If your internal dialogue about yourself and your work is primarily negative, meaning your thoughts tend to skew toward, I'm not good enough. I should be doing more. They're going to find me out. I'm not very good, then you will always, overwork and over prioritize work, keep trying to make everyone happy, and quite honestly, you just won't feel balanced. 

The thoughts that you have about yourself and your work are some of the most important to becoming an ambitious and balanced working mom. They either move you toward your goals and towards those feelings of success, or they hold you back. 

Today's episode is part two of a four part series on the thoughts that you have about yourself, where we're covering four different areas of life and the impact your thoughts in those areas have. 

Today, I'm covering the thoughts you have about yourself and work. You ready? Let's get to it. 

Welcome to the Ambitious and Balanced Working Moms Podcast, the place for women who want to balance their ambitious career goals with their life as a mom. If you're looking to feel more confident, decisive, and productive at both work and home, then this is the place for you. I'm your host, Rebecca Olson. Let's get to it. 

Well, hello there, working moms. I'm excited to be with you today. I am celebrating one of my clients. She and I are about halfway through our coaching together, and she came to me, about three months ago, feeling very lost and confused on what she wanted to do with her career. 

And she wanted to fix a bunch of her procrastination and time management problems so that she could be more present and just enjoy the life that she had and her beautiful kiddos. 

Imbalanced behaviors & thoughts.

And one of the things that we determined in our coaching together was that, a lot of her unhappiness in her career and a lot of her procrastination and other imbalanced behaviors, as I like to call them, a lot of these were stemming from thoughts like, I'm not doing a good job. I should be doing more. I don't deserve this job. I'm not good at this. I don't know what to do. 

These were the dominant thoughts that she had about herself as a worker and about herself in her job. And I want you to imagine if these were your dominant thoughts every day as you worked, truly imagine this. 

You wake up the morning, feels super chaotic as you get the family out the door, and as you get yourself ready for work, there's a low level of anxiety because you're nervous about the work day ahead, just like you are every day, because you don't think you're doing a good enough job. 

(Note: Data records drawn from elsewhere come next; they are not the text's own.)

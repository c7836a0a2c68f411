//! Business logic services for subscription management.

pub mod error;
pub mod subscription_service;
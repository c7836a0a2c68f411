//! cita-bot - a Telegram bot that watches an appointment-booking page for free slots.
//!
//! The bot periodically drives a headless browser through the booking widget's
//! alert/continue flow, classifies the rendered page text, and notifies
//! subscribed chats when availability appears. Monitoring state survives
//! restarts through a small SQLite database.

pub mod bot;
pub mod config;
pub mod dispatch;
pub mod error;
pub mod logging;
pub mod model;
pub mod monitor;
pub mod probe;
pub mod repository;
pub mod service;
use std::path::Path;

use tracing_appender::non_blocking;
use tracing_appender::rolling::RollingFileAppender;
use tracing_appender::rolling::Rotation;
use tracing_subscriber::EnvFilter;
use tracing_subscriber::fmt;
use tracing_subscriber::layer::SubscriberExt;
use tracing_subscriber::util::SubscriberInitExt;

use crate::error::AppError;

/// Initializes logging to stdout and a daily-rotated file under `log_dir`.
///
/// The filter defaults to `cita_bot=info` and can be overridden with `RUST_LOG`.
pub fn setup_logging(log_dir: &Path) -> Result<(), AppError> {
    let file_appender = RollingFileAppender::builder()
        .rotation(Rotation::DAILY)
        .filename_prefix("cita-bot")
        .filename_suffix("log")
        .max_log_files(7)
        .build(log_dir)
        .map_err(|e| AppError::ConfigurationError { msg: format!("Failed to create file appender: {e}") })?;

    let (non_blocking_appender, _guard) = non_blocking(file_appender);
    // The guard must live for the whole process or buffered lines are lost.
    std::mem::forget(_guard);

    let env_filter = EnvFilter::try_from_default_env().unwrap_or_else(|_| EnvFilter::new("cita_bot=info"));

    tracing_subscriber::registry()
        .with(env_filter)
        .with(fmt::layer().with_writer(std::io::stdout).with_ansi(true))
        .with(fmt::layer().with_writer(non_blocking_appender).with_ansi(false))
        .init();

    Ok(())
}
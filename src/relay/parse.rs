//! Defensive parsing of the raw completion body.

use serde_json::Value;

use crate::error::{Error, Result};
use crate::llm::RawCompletion;
use crate::memory::text::truncate_chars;

/// What the relay keeps from a successful completion.
#[derive(Debug, Clone, PartialEq, Eq)]
pub struct ParsedCompletion {
    pub answer: String,
    pub model: Option<String>,
    /// `(input, output)` token counts when the provider reports them.
    pub usage: Option<(u64, u64)>,
}

/// Bounded diagnostic view of a raw body.
pub fn preview(body: &str, max_chars: usize) -> String {
    if body.is_empty() {
        "(empty)".to_string()
    } else {
        truncate_chars(body, max_chars).to_string()
    }
}

/// Interpret a raw completion: JSON first, then upstream status and error,
/// then the first choice's message content.
pub fn parse_completion(raw: &RawCompletion, preview_chars: usize) -> Result<ParsedCompletion> {
    let value: Value = serde_json::from_str(&raw.body).map_err(|_| Error::NonJsonUpstream {
        status: raw.status,
        preview: preview(&raw.body, preview_chars),
    })?;

    let has_error = value.get("error").is_some_and(|e| !e.is_null());
    if !(200..300).contains(&raw.status) || has_error {
        let message = upstream_error_message(&value)
            .unwrap_or_else(|| format!("Completion API HTTP {}", raw.status));
        return Err(Error::UpstreamStatus {
            status: raw.status,
            message,
        });
    }

    let answer = value
        .pointer("/choices/0/message/content")
        .and_then(Value::as_str)
        .filter(|s| !s.trim().is_empty())
        .ok_or(Error::EmptyCompletion)?;

    let usage = match (
        value.pointer("/usage/prompt_tokens").and_then(Value::as_u64),
        value.pointer("/usage/completion_tokens").and_then(Value::as_u64),
    ) {
        (Some(input), Some(output)) => Some((input, output)),
        _ => None,
    };

    Ok(ParsedCompletion {
        answer: answer.to_string(),
        model: value.get("model").and_then(Value::as_str).map(str::to_string),
        usage,
    })
}

/// `error.message`, or `error` itself when it is a string.
fn upstream_error_message(value: &Value) -> Option<String> {
    let error = value.get("error")?;
    error
        .get("message")
        .and_then(Value::as_str)
        .or_else(|| error.as_str())
        .filter(|m| !m.trim().is_empty())
        .map(str::to_string)
}
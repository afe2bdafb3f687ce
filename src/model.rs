//! Core data model.
//!
//! Chat turns and envelopes exchanged with the widget, and the memory
//! record produced by the loader. Nothing here is persisted.

pub mod chat;
pub mod memory;

pub use chat::{ChatRequest, ChatResponse, ChatTurn, Role};
pub use memory::MemoryRecord;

And when you finally get to the office or when you sit down at your computer, you just feel paralyzed because you're not exactly sure what you're supposed to be doing. 

And so you're questioning yourself, which spirals into thoughts like, I don't deserve this job. I'm not good at this. They're going to find me out. And those thoughts feel overwhelming, and they are just oozing with judgment and anxiety and fear

Can you picture it now? 

If you're like me? Just listening to this scenario, these thoughts, it kind of makes my heart race. It brings a kind of fluttering in my chest that I usually associate with some sort of, like, panic or anxiety. 

If this was you, how well do you think you would perform at your job? Do you think you would get your best work done? Do you think you would be productive? Of course not. 

The thoughts you have about yourself as a worker, have a profound effect on your job.

Because the thoughts that you have about yourself as a worker, at your job, or even just about your job, they have a profound effect on your ability to do your job. 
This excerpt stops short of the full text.